De vastes régions du sud-est de l'Australie se préparent à un hiver plus sec et plus chaud au cours des trois prochains mois, alors qu'un potentiel phénomène météorologique El Niño s'agite dans l'océan Pacifique comme un voisin grincheux qui réarrange ses meubles de jardin.
Une grande partie du Queensland et de la Nouvelle-Galles du Sud devraient recevoir moins de précipitations que la normale en mai, juin et juillet, tandis que presque tout le pays peut s'attendre à des températures maximales supérieures à la moyenne. L'Organisation météorologique mondiale a confirmé la semaine dernière que les chances qu'un El Niño se développe dans le Pacifique augmentent - un phénomène qui rend historiquement l'est de l'Australie à la fois plus chaud et plus sec, parce que apparemment l'univers n'a pas encore fini de tester la résilience du pays.

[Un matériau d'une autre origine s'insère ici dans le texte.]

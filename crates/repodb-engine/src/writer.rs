use std::sync::Arc;

use repodb_remote::{RemoteError, RemoteStore, TreeUpdate};
use repodb_types::ObjectId;
use serde::Serialize;
use tracing::{debug, warn};

use crate::error::{EngineError, EngineResult};

/// Cached head of the branch this process writes to.
#[derive(Clone, Debug, PartialEq, Eq)]
pub struct BranchPointer {
    pub commit: ObjectId,
    pub tree: ObjectId,
}

/// One file written by a durable write.
#[derive(Clone, Debug, PartialEq, Eq)]
pub struct FileChange {
    pub path: String,
    pub content: Vec<u8>,
}

impl FileChange {
    pub fn new(path: impl Into<String>, content: impl Into<Vec<u8>>) -> Self {
        Self {
            path: path.into(),
            content: content.into(),
        }
    }

    /// A pretty-printed JSON document.
    pub fn json<T: Serialize + ?Sized>(path: impl Into<String>, document: &T) -> EngineResult<Self> {
        let mut content = serde_json::to_vec_pretty(document)
            .map_err(|e| EngineError::Malformed(e.to_string()))?;
        content.push(b'\n');
        Ok(Self::new(path, content))
    }
}

/// Turns a set of file changes into one commit on the branch.
///
/// Every write refreshes the branch pointer first, layers the new blobs on
/// the head tree, commits with the head as sole parent and fast-forwards the
/// branch. A rejected fast-forward is returned as `Conflict` and never
/// retried here.
pub struct ObjectWriter {
    remote: Arc<dyn RemoteStore>,
    branch: String,
    pointer: Option<BranchPointer>,
    op_seq: u64,
}

impl ObjectWriter {
    pub fn new(remote: Arc<dyn RemoteStore>, branch: impl Into<String>) -> Self {
        Self {
            remote,
            branch: branch.into(),
            pointer: None,
            op_seq: 0,
        }
    }

    pub fn branch(&self) -> &str {
        &self.branch
    }

    pub fn remote(&self) -> &Arc<dyn RemoteStore> {
        &self.remote
    }

    /// Pointer cached by the last refresh or successful write.
    pub fn pointer(&self) -> Option<&BranchPointer> {
        self.pointer.as_ref()
    }

    /// Number of writes attempted so far.
    pub fn op_seq(&self) -> u64 {
        self.op_seq
    }

    /// Re-read the branch head and its tree.
    pub async fn refresh(&mut self) -> EngineResult<BranchPointer> {
        let commit = self.remote.branch_head(&self.branch).await?;
        let tree = self.remote.commit(&commit).await?.tree;
        let pointer = BranchPointer { commit, tree };
        self.pointer = Some(pointer.clone());
        Ok(pointer)
    }

    /// Commit `changes` in one commit with `message`.
    pub async fn write(&mut self, changes: &[FileChange], message: &str) -> EngineResult<BranchPointer> {
        if changes.is_empty() {
            return Err(EngineError::Validation("write with no file changes".into()));
        }
        self.op_seq += 1;
        let op = self.op_seq;
        let base = self.refresh().await?;
        debug!(op, base = %base.commit.short_hex(), files = changes.len(), "writing");

        let mut updates = Vec::with_capacity(changes.len());
        for change in changes {
            let blob = self.remote.create_blob(&change.content).await?;
            debug!(op, path = %change.path, blob = %blob.short_hex(), "blob created");
            updates.push(TreeUpdate::file(change.path.clone(), blob));
        }

        let tree = self.remote.create_tree(&base.tree, &updates).await?;
        let commit = self
            .remote
            .create_commit(message, &tree, std::slice::from_ref(&base.commit))
            .await?;

        match self.remote.update_branch(&self.branch, &commit).await {
            Ok(()) => {}
            Err(err @ RemoteError::Conflict { .. }) => {
                warn!(op, branch = %self.branch, "branch moved during write");
                self.pointer = None;
                return Err(err.into());
            }
            Err(err) => return Err(err.into()),
        }

        let pointer = BranchPointer { commit, tree };
        debug!(op, commit = %pointer.commit.short_hex(), message, "branch advanced");
        self.pointer = Some(pointer.clone());
        Ok(pointer)
    }
}

#[cfg(test)]
mod tests {
    use super::*;
    use repodb_remote::InMemoryRemote;
    use serde_json::json;

    fn writer() -> (Arc<InMemoryRemote>, ObjectWriter) {
        let remote = Arc::new(InMemoryRemote::new());
        let writer = ObjectWriter::new(remote.clone(), "main");
        (remote, writer)
    }

    #[tokio::test]
    async fn write_advances_branch() {
        let (remote, mut writer) = writer();
        let change = FileChange::json("data/users/u1.json", &json!({"id": "u1"})).unwrap();
        let pointer = writer.write(&[change], "Update users record: u1").await.unwrap();

        assert_eq!(remote.branch_head("main").await.unwrap(), pointer.commit);
        assert_eq!(writer.pointer(), Some(&pointer));
        assert_eq!(remote.json("main", "data/users/u1.json").unwrap()["id"], "u1");
        let log = remote.commit_log();
        assert_eq!(log.len(), 1);
        assert_eq!(log[0].message, "Update users record: u1");
    }

    #[test]
    fn json_is_pretty_printed() {
        let change = FileChange::json("x.json", &json!({"a": 1})).unwrap();
        let text = String::from_utf8(change.content).unwrap();
        assert_eq!(text, "{\n  \"a\": 1\n}\n");
    }

    #[tokio::test]
    async fn several_files_land_in_one_commit() {
        let (remote, mut writer) = writer();
        let changes = vec![
            FileChange::new("data/users/README.md", "# users\n"),
            FileChange::json("data/users/u1.json", &json!({})).unwrap(),
        ];
        writer.write(&changes, "first").await.unwrap();
        assert_eq!(remote.commit_count(), 1);
        assert!(remote.file("main", "data/users/README.md").is_some());
    }

    #[tokio::test]
    async fn external_commit_is_picked_up_by_refresh() {
        let (remote, mut writer) = writer();
        writer
            .write(&[FileChange::new("a.json", "1")], "a")
            .await
            .unwrap();
        remote.write_external("main", "b.json", b"2").unwrap();

        writer
            .write(&[FileChange::new("c.json", "3")], "c")
            .await
            .unwrap();
        assert_eq!(remote.file("main", "b.json").unwrap(), b"2");
        assert_eq!(remote.file("main", "c.json").unwrap(), b"3");
    }

    #[tokio::test]
    async fn racing_writer_surfaces_conflict_then_recovers() {
        let (remote, mut writer) = writer();
        remote.race_next_update();
        let err = writer
            .write(&[FileChange::new("a.json", "1")], "a")
            .await
            .unwrap_err();
        assert!(matches!(err, EngineError::Conflict { .. }));
        assert!(writer.pointer().is_none());
        assert!(remote.file("main", "a.json").is_none());

        writer
            .write(&[FileChange::new("a.json", "1")], "a")
            .await
            .unwrap();
        assert_eq!(remote.file("main", "a.json").unwrap(), b"1");
    }

    #[tokio::test]
    async fn empty_write_is_rejected() {
        let (_, mut writer) = writer();
        let err = writer.write(&[], "nothing").await.unwrap_err();
        assert!(matches!(err, EngineError::Validation(_)));
        assert_eq!(writer.op_seq(), 0);
    }

    #[tokio::test]
    async fn transient_failure_leaves_branch_alone() {
        let (remote, mut writer) = writer();
        let before = remote.branch_head("main").await.unwrap();
        remote.fail_next(1);
        let err = writer
            .write(&[FileChange::new("a.json", "1")], "a")
            .await
            .unwrap_err();
        assert!(err.is_retryable());
        assert_eq!(remote.branch_head("main").await.unwrap(), before);
    }
}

Les événements El Niño ont également tendance à faire monter les températures mondiales, certains experts climatiques suggérant qu'un événement plus tard cette année pourrait aider à établir des records de chaleur mondiaux en 2027. Parce que pourquoi s'arrêter à simplement inconfortable quand on peut viser l'historiquement sans précédent ?
El Niño se caractérise par des eaux océaniques plus chaudes que d'habitude dans le Pacifique tropical et un affaiblissement ou une inversion des alizés d'est, qui maintiennent collectivement les nuages et la pluie loin de l'est de l'Australie. Le Bureau de météorologie indique qu'il y a encore des désaccords entre les modèles météorologiques, mais la plupart montrent que des températures de surface de la mer compatibles avec un El Niño pourraient être en place d'ici juillet.
Caitlin Minney, climatologue au Bureau de météorologie, a déclaré qu'un El Niño en développement était probablement l'un des facteurs derrière les prévisions sèches. "Mai à juillet, les précipitations seront probablement inférieures à la moyenne pour une grande partie de l'est de l'Australie", a-t-elle déclaré. Alors que les conditions plus sèches devraient frapper le plus durement la Nouvelle-Galles du Sud et le Queensland, les prévisions suggèrent également que certaines parties du nord et de l'ouest de Victoria, du sud de l'Australie-Méridionale et du sud-ouest de l'Australie-Occidentale pourraient rejoindre le club des sans-pluie.
Le bureau surveille également les conditions dans l'océan Indien, où certains modèles suggèrent que les températures océaniques au nord-ouest de l'Australie pourraient se refroidir - un autre phénomène qui réduit les chances de précipitations sur le continent. Parce que quand un océan ne suffit pas à gâcher votre week-end, l'océan Indien est heureux d'aider.
Le Dr Peter van Rensch, climatologue à l'Université Monash, a dirigé une étude l'année dernière sur les effets de l'Oscillation australe El Niño sur les précipitations australiennes. Il a déclaré que l'influence d'El Niño sur les précipitations australiennes a historiquement été la plus forte en juin, juillet, octobre et novembre. "La configuration des précipitations dans les prévisions du bureau ressemble à ce à quoi nous nous attendrions de la relation historique avec El Niño", a-t-il déclaré, ajoutant que "beaucoup de modèles montrent que cela sera fort, mais il peut se passer beaucoup de choses dans le Pacifique qui pourraient changer cela."
Malgré quelques discussions sur un potentiel "super El Niño", le bureau a averti la semaine dernière que les prévisions à cette période de l'année ont tendance à être moins fiables. Ils ont également noté que la force d'un El Niño ne signifie pas nécessairement que ses impacts sur les précipitations australiennes seront également forts - la façon dont la nature nous tient en haleine. Van Rensch a ajouté que les El Niño concentrés dans le Pacifique central, par opposition à plus à l'est, ont tendance à avoir les effets les plus forts sur l'Australie.
Les prévisions à long terme du bureau montrent également que les deux tiers inférieurs de l'Australie ont une probabilité accrue de températures maximales anormalement élevées de mai à juillet. "Le signal du changement climatique est très fort dans nos prévisions de température", a déclaré Minney. Le réchauffement climatique, causé par la combustion de combustibles fossiles et la déforestation, a réchauffé l'Australie d'environ 1,5 °C depuis 1910 - un rappel que la planète tient les comptes, même quand nous préférons ne pas y penser.